What is needed: The answer must be a single number: the count of lines below that contain the string "EnvFilter".

Exercise data:
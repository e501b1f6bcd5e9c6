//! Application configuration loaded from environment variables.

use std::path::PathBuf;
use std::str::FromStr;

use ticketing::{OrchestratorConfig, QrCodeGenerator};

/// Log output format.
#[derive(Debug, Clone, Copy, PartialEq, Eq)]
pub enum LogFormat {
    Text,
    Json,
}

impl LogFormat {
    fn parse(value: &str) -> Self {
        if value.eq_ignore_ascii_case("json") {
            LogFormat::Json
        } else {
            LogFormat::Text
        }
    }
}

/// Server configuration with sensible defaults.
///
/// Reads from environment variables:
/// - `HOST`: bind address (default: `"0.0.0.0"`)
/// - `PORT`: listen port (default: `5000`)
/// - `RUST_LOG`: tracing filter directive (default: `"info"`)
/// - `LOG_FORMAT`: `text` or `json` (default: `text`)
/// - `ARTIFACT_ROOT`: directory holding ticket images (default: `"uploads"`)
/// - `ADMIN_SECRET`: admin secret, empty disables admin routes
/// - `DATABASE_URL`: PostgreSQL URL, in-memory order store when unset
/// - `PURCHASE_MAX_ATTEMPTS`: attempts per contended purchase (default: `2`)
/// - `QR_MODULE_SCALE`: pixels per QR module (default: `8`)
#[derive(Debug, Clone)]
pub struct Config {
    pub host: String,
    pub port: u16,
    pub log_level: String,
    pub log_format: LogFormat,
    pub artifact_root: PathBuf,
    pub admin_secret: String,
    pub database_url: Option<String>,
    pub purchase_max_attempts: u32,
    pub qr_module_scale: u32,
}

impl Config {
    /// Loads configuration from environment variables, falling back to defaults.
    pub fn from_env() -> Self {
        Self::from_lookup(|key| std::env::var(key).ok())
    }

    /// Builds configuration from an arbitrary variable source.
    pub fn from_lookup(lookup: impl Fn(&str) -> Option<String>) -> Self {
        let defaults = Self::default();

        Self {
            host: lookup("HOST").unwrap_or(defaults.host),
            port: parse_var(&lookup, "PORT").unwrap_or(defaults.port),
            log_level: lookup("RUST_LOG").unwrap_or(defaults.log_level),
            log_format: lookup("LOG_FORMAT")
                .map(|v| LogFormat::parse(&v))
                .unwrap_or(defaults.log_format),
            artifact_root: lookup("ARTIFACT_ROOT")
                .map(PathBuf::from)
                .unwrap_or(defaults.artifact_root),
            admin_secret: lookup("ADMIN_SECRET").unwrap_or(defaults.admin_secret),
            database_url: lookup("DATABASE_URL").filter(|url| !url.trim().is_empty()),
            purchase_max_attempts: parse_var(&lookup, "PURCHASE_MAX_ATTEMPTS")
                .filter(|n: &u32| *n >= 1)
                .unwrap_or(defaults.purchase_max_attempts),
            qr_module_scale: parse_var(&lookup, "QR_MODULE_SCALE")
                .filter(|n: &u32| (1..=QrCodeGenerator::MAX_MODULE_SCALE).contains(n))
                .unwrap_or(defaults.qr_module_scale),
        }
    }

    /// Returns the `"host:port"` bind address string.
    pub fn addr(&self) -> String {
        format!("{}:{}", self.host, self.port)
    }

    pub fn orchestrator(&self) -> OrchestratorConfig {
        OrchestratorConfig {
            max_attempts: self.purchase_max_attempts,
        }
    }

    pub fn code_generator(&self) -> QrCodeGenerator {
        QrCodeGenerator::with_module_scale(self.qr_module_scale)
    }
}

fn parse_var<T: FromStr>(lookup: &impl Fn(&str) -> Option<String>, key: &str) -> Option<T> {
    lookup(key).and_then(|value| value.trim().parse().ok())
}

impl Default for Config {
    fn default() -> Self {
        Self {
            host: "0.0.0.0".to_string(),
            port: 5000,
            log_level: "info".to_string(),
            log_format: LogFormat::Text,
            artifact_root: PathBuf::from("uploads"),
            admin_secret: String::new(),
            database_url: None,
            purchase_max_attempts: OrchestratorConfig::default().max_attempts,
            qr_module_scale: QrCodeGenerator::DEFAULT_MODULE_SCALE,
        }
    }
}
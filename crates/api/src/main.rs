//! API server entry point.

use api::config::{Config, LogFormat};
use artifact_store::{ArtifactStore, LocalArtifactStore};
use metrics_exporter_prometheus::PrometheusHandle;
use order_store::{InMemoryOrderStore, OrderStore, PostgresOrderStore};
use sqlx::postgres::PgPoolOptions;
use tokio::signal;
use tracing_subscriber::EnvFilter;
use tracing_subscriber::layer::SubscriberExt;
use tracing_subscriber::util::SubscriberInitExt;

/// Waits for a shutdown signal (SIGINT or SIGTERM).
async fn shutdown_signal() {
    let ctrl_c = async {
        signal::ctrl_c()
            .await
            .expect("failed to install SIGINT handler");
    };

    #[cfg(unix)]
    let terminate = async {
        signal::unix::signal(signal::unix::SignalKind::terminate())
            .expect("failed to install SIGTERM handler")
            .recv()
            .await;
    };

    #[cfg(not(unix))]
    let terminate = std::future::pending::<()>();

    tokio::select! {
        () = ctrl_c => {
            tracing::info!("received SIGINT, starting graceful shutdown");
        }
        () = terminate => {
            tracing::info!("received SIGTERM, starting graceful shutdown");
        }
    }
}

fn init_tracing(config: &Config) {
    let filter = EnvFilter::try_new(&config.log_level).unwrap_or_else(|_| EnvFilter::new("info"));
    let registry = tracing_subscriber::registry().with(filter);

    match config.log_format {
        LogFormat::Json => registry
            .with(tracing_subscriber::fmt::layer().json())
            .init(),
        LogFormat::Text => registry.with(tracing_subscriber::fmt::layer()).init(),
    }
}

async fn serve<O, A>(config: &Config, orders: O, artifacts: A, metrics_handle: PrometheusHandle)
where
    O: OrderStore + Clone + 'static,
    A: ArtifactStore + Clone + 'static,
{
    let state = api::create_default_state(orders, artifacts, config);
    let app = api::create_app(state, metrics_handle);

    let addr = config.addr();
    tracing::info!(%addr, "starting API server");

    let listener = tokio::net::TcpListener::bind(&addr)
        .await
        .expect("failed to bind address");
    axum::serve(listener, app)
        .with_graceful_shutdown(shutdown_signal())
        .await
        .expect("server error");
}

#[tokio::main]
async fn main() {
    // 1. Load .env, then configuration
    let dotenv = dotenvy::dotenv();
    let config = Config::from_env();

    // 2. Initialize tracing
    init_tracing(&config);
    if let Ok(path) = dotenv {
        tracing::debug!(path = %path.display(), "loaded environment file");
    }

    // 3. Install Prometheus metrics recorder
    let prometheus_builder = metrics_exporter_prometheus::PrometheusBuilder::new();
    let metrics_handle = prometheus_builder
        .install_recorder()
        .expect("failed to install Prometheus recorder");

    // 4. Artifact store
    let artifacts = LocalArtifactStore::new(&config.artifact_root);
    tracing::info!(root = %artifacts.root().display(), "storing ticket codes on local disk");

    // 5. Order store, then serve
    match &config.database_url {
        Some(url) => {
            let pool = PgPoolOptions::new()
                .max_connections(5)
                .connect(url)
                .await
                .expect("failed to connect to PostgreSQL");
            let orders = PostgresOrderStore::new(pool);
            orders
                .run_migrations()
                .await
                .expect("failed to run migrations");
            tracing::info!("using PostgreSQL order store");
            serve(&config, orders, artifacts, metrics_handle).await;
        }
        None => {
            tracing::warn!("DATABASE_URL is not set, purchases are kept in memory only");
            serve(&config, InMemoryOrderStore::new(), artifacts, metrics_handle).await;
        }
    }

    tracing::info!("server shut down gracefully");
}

---

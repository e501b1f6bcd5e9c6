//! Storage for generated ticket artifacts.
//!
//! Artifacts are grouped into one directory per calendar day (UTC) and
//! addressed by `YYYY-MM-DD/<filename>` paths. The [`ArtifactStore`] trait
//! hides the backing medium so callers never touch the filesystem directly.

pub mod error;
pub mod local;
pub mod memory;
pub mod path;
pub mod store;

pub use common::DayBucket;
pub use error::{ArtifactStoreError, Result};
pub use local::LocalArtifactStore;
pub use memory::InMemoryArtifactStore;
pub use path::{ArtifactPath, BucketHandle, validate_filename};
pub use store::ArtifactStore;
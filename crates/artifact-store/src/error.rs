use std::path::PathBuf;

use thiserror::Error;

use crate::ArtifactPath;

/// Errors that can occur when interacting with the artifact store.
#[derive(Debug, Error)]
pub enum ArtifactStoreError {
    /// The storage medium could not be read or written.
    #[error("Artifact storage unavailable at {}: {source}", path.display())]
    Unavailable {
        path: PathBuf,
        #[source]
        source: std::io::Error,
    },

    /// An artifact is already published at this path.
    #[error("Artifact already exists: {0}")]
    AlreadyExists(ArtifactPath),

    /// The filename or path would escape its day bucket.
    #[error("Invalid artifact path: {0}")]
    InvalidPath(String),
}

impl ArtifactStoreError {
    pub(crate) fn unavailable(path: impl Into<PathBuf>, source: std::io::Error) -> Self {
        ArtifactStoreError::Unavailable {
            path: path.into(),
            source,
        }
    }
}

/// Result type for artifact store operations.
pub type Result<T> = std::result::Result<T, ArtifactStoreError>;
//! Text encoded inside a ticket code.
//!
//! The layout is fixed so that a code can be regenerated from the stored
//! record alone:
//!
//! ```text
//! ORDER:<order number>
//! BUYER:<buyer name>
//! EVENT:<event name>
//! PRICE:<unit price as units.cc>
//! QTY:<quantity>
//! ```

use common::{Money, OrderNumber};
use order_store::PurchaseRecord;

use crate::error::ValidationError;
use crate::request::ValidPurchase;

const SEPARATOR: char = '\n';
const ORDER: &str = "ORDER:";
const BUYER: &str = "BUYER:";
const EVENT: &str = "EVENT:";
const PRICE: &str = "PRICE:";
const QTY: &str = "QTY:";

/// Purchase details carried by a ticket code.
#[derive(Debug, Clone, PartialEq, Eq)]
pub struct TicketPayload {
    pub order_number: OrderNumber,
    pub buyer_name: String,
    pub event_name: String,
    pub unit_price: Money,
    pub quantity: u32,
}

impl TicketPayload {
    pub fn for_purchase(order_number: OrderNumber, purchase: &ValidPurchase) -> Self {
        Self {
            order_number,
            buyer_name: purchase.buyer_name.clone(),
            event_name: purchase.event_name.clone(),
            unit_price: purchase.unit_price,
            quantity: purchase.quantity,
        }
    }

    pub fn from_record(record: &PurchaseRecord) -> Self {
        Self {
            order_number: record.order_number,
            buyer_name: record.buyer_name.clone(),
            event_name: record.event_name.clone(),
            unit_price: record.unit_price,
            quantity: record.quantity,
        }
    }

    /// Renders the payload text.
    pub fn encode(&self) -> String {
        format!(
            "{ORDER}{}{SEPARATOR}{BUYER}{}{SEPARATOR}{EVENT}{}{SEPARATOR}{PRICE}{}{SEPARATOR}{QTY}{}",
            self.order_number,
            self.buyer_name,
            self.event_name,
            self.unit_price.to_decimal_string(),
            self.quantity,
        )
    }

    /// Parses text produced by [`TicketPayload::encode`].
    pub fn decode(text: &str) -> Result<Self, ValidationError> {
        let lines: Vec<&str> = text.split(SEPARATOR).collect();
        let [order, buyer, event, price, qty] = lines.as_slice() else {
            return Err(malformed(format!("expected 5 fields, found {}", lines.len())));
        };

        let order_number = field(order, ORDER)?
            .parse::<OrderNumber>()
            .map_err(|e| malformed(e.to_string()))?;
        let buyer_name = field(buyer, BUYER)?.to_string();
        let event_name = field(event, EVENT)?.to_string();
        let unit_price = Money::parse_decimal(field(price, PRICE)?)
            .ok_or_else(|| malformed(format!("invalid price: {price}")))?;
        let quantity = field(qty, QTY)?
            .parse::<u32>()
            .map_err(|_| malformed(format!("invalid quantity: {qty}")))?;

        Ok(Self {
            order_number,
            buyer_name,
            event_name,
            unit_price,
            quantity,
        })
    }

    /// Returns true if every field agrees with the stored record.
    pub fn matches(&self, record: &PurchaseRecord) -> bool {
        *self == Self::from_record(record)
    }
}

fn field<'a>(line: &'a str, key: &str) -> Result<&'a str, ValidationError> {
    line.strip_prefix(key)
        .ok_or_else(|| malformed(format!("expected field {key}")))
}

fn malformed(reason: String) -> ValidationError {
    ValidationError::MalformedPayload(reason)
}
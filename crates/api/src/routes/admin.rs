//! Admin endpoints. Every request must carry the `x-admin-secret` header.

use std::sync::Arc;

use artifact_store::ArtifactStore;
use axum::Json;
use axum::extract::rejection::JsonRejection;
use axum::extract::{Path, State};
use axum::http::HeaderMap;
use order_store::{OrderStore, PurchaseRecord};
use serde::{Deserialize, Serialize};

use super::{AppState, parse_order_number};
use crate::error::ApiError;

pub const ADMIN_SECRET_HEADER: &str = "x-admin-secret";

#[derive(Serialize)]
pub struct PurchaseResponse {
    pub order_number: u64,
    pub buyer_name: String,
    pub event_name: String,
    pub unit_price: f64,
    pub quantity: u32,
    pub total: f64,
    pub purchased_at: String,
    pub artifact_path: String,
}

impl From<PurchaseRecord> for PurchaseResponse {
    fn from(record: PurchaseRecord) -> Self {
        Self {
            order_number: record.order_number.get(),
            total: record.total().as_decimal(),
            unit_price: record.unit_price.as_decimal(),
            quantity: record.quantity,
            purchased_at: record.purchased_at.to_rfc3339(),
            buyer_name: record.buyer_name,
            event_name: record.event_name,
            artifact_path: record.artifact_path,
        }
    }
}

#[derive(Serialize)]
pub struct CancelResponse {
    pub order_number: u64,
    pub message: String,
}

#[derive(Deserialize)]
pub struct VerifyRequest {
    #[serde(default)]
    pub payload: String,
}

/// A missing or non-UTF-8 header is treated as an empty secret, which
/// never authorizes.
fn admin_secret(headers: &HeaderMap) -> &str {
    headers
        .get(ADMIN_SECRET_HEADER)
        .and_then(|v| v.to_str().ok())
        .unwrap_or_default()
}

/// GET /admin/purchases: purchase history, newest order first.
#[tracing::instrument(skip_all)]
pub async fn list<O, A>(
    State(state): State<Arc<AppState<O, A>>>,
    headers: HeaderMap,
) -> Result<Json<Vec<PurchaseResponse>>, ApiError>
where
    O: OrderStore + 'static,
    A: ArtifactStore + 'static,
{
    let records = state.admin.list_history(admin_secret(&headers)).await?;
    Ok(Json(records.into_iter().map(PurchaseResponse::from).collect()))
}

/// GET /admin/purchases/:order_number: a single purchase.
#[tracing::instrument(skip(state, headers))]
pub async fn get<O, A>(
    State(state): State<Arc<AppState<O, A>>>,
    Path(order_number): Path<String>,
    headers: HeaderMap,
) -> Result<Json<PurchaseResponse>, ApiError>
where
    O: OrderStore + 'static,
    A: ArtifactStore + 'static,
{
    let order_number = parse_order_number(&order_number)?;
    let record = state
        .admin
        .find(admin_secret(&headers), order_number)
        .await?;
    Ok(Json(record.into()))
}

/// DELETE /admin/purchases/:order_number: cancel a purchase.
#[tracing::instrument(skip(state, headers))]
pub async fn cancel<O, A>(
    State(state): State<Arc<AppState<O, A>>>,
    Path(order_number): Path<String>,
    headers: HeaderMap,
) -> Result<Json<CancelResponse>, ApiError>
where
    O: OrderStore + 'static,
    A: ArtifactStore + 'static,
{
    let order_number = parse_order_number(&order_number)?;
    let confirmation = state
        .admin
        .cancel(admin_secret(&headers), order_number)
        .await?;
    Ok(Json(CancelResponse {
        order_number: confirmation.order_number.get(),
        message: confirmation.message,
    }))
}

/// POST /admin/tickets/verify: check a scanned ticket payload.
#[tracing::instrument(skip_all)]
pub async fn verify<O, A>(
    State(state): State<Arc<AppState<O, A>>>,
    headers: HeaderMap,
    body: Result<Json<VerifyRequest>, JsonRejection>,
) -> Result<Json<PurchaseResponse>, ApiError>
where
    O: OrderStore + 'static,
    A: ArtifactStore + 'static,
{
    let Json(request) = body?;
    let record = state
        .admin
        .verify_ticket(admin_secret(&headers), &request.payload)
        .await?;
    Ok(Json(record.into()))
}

---

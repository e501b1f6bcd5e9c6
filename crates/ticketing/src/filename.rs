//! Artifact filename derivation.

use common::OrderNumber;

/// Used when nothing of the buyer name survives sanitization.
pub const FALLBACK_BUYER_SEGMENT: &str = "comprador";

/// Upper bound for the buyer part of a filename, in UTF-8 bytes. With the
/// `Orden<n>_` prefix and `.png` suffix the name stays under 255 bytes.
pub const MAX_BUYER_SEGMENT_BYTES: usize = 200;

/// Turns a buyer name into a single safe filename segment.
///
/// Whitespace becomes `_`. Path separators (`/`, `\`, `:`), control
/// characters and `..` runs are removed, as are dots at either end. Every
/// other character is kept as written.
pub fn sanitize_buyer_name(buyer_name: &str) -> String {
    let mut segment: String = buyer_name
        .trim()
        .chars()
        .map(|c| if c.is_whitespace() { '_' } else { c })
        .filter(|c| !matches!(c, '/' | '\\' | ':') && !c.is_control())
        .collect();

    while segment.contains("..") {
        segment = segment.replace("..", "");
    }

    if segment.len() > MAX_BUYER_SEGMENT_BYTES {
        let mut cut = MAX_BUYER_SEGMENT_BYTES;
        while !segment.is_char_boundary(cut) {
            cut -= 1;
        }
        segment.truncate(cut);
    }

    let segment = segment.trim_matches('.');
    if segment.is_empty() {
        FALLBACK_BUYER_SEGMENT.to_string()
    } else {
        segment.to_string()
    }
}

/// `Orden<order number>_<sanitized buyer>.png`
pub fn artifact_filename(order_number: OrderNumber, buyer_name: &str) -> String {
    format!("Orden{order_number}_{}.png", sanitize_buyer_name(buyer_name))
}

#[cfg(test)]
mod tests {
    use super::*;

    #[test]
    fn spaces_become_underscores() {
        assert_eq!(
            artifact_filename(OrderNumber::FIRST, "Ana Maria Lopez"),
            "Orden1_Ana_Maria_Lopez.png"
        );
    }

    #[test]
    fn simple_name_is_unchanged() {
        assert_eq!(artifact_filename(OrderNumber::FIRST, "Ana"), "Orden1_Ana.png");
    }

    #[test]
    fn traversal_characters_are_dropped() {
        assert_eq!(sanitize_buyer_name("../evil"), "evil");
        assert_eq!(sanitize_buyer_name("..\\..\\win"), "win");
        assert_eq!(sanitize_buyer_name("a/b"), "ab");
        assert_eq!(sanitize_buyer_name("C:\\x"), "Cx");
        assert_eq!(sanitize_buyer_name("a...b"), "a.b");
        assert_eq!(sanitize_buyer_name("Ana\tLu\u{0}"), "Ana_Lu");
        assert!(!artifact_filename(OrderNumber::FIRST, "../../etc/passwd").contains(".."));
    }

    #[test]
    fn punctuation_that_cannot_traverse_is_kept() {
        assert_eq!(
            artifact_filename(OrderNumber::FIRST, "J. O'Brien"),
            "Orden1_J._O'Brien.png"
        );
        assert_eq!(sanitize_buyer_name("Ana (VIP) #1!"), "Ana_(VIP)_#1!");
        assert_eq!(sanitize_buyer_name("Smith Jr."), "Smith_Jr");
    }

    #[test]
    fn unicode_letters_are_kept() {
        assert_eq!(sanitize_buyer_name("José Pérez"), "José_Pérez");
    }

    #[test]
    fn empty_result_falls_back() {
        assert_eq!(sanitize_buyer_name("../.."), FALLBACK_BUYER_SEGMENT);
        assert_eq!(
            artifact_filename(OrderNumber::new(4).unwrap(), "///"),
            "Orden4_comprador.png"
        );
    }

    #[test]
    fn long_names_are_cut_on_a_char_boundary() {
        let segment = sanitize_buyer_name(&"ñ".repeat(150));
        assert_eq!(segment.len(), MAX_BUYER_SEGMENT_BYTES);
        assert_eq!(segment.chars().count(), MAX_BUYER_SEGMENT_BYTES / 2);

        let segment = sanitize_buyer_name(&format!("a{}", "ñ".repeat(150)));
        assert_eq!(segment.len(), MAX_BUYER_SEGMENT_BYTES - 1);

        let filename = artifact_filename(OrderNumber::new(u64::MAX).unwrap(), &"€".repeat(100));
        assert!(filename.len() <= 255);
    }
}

Answer space: 2